[Records provided Boundary: Start]

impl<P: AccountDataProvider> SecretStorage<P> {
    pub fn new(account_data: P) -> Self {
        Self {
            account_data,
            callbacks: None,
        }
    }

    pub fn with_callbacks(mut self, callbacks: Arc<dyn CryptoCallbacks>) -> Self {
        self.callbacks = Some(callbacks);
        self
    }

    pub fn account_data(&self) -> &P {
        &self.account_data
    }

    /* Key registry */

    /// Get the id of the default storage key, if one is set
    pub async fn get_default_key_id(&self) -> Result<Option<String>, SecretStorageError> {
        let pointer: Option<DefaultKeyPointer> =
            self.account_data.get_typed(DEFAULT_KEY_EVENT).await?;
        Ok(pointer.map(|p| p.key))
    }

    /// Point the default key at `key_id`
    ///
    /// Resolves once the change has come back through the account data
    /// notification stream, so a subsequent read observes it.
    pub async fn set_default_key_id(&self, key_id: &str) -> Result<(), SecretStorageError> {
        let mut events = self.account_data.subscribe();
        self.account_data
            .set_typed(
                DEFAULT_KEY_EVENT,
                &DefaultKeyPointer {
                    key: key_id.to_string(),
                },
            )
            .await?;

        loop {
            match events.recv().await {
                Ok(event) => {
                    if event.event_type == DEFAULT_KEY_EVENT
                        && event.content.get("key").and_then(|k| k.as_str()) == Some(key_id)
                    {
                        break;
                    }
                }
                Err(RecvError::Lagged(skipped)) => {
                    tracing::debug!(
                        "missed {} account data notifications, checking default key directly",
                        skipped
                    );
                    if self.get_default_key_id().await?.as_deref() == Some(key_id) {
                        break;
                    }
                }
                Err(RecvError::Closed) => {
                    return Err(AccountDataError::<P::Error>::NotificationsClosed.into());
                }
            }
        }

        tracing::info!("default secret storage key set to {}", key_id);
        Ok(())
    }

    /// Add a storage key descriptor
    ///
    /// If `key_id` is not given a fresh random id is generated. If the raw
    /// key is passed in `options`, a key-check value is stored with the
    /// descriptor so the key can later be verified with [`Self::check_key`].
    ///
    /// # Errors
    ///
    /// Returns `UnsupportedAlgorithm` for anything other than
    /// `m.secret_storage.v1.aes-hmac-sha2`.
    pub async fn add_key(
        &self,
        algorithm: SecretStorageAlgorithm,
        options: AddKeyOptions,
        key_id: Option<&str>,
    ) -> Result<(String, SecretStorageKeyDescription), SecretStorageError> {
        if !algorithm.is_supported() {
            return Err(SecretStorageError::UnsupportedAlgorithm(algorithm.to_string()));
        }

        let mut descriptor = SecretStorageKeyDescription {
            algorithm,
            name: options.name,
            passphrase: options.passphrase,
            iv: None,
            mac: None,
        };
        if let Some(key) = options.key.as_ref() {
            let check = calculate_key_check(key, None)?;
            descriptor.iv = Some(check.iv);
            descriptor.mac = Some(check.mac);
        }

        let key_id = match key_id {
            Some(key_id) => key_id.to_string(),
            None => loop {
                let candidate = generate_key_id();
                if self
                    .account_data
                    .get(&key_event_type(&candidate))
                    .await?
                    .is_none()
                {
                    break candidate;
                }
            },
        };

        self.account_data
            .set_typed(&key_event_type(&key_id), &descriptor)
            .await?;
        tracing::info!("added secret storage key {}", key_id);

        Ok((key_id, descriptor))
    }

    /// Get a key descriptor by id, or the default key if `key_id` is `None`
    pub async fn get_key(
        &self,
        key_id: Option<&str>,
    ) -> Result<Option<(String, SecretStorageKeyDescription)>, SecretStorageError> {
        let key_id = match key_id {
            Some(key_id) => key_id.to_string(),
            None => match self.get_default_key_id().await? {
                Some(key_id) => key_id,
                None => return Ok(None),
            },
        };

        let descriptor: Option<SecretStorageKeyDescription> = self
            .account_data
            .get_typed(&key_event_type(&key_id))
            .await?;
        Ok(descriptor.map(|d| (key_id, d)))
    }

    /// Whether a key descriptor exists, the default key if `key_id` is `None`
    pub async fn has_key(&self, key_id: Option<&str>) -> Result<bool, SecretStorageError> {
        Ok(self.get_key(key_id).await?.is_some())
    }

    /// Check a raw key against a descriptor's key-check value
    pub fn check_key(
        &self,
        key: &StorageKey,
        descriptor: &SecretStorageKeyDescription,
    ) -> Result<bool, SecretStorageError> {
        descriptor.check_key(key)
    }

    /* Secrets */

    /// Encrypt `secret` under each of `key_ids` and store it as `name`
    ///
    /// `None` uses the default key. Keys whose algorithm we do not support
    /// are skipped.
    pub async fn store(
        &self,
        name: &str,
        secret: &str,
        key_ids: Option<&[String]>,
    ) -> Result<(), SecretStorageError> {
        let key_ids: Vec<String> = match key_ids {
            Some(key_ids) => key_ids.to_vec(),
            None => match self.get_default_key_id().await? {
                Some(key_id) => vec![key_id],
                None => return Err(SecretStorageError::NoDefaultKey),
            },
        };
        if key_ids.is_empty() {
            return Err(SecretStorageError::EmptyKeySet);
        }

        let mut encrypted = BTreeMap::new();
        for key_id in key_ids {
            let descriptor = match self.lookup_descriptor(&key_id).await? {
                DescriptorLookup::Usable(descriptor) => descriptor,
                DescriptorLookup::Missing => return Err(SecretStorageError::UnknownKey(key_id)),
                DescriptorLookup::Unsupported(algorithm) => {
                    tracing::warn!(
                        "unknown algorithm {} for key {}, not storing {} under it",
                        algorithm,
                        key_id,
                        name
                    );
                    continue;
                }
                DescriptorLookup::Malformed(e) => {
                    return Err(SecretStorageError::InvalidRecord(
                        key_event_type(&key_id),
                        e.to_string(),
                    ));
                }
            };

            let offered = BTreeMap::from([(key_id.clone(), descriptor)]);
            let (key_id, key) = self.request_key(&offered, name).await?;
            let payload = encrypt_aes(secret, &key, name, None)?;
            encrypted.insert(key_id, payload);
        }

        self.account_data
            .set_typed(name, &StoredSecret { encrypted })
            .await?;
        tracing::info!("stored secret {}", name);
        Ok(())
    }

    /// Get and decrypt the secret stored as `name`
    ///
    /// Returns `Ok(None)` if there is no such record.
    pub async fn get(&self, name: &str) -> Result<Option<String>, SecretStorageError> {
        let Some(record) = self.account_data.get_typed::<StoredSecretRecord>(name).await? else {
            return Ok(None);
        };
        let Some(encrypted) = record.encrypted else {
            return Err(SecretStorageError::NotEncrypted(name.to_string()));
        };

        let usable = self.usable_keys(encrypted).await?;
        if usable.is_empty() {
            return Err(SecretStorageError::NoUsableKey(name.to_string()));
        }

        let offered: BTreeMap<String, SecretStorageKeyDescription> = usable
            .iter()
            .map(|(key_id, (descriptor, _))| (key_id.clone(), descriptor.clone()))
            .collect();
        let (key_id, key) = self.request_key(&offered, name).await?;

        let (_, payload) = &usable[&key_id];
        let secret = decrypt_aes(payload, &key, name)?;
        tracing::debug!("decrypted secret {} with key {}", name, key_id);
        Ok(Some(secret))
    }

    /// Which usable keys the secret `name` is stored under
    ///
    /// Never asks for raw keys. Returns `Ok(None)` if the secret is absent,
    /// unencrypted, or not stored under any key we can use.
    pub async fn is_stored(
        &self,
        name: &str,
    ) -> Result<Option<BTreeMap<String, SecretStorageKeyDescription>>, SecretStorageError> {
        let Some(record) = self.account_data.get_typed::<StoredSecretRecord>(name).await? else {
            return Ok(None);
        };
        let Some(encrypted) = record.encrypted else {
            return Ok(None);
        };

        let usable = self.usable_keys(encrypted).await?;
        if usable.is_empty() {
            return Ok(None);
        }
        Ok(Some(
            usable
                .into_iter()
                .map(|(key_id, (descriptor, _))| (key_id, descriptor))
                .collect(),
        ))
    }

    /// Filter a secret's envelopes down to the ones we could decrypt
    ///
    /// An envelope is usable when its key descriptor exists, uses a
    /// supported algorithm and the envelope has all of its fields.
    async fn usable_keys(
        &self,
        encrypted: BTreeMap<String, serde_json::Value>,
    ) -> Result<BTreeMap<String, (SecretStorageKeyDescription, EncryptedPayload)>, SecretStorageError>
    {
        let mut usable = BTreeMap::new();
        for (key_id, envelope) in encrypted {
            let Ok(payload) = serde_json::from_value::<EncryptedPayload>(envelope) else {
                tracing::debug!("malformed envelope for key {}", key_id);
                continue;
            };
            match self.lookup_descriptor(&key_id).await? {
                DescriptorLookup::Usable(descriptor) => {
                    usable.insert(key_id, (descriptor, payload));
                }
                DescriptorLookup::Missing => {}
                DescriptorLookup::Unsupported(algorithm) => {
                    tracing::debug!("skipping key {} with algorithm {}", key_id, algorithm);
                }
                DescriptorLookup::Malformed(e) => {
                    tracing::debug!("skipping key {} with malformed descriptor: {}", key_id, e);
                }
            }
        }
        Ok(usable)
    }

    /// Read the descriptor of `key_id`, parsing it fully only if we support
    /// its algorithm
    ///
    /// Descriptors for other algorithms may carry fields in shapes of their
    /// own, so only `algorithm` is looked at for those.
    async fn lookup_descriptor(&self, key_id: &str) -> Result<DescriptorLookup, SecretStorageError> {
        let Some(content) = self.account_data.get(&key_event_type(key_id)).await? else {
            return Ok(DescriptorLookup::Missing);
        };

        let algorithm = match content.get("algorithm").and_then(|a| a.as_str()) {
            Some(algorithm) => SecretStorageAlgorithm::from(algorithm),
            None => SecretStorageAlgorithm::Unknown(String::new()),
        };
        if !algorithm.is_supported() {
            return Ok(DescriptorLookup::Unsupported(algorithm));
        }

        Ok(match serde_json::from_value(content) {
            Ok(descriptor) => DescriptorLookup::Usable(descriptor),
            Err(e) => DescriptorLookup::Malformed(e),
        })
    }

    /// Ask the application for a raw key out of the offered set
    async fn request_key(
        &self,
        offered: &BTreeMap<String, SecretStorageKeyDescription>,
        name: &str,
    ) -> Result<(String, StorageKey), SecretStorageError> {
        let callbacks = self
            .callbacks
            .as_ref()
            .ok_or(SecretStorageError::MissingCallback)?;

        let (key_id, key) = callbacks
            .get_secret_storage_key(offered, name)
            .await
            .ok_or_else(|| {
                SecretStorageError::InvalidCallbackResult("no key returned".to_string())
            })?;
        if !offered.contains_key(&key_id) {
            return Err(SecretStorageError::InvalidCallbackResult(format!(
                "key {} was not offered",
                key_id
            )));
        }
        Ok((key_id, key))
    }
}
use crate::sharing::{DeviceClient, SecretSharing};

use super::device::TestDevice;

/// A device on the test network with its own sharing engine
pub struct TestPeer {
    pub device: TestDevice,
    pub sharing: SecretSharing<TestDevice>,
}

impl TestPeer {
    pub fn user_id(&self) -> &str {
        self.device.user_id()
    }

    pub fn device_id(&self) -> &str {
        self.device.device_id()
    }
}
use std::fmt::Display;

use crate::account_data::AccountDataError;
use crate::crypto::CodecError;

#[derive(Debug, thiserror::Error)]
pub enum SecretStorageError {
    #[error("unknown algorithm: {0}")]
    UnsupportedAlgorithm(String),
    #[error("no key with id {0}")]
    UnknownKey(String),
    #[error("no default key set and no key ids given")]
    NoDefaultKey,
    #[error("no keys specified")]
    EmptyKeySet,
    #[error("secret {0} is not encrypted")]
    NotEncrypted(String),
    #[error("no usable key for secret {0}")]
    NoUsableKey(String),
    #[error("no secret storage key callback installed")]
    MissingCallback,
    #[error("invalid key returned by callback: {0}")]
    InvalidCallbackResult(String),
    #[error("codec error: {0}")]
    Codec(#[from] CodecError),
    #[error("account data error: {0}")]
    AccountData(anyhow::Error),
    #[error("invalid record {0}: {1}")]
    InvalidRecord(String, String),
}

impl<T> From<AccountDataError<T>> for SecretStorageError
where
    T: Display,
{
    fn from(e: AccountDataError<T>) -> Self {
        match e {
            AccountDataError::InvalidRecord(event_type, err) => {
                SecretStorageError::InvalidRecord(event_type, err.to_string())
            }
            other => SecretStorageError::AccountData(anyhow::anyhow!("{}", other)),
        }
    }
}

[Records provided Boundary: End]
[Records provided Boundary: Start]

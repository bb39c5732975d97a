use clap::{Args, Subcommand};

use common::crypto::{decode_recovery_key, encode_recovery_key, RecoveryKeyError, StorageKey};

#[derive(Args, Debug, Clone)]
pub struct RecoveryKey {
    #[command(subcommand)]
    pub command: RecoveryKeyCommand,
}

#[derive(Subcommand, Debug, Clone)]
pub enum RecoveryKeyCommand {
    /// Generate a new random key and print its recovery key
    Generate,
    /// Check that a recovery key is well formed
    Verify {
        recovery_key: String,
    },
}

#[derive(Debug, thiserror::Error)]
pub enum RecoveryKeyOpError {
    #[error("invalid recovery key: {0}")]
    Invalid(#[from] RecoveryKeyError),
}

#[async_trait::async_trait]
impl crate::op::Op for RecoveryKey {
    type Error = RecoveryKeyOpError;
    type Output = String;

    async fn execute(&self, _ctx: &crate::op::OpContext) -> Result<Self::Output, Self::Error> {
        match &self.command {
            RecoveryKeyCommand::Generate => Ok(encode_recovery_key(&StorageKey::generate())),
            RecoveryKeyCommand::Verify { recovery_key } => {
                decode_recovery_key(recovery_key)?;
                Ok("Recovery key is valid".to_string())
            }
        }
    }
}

[Records provided Boundary: End]

• [Brief]:
Check each line of the data above for the word "struct" and state how many lines contain it, with no other text.

• [Reply]:
2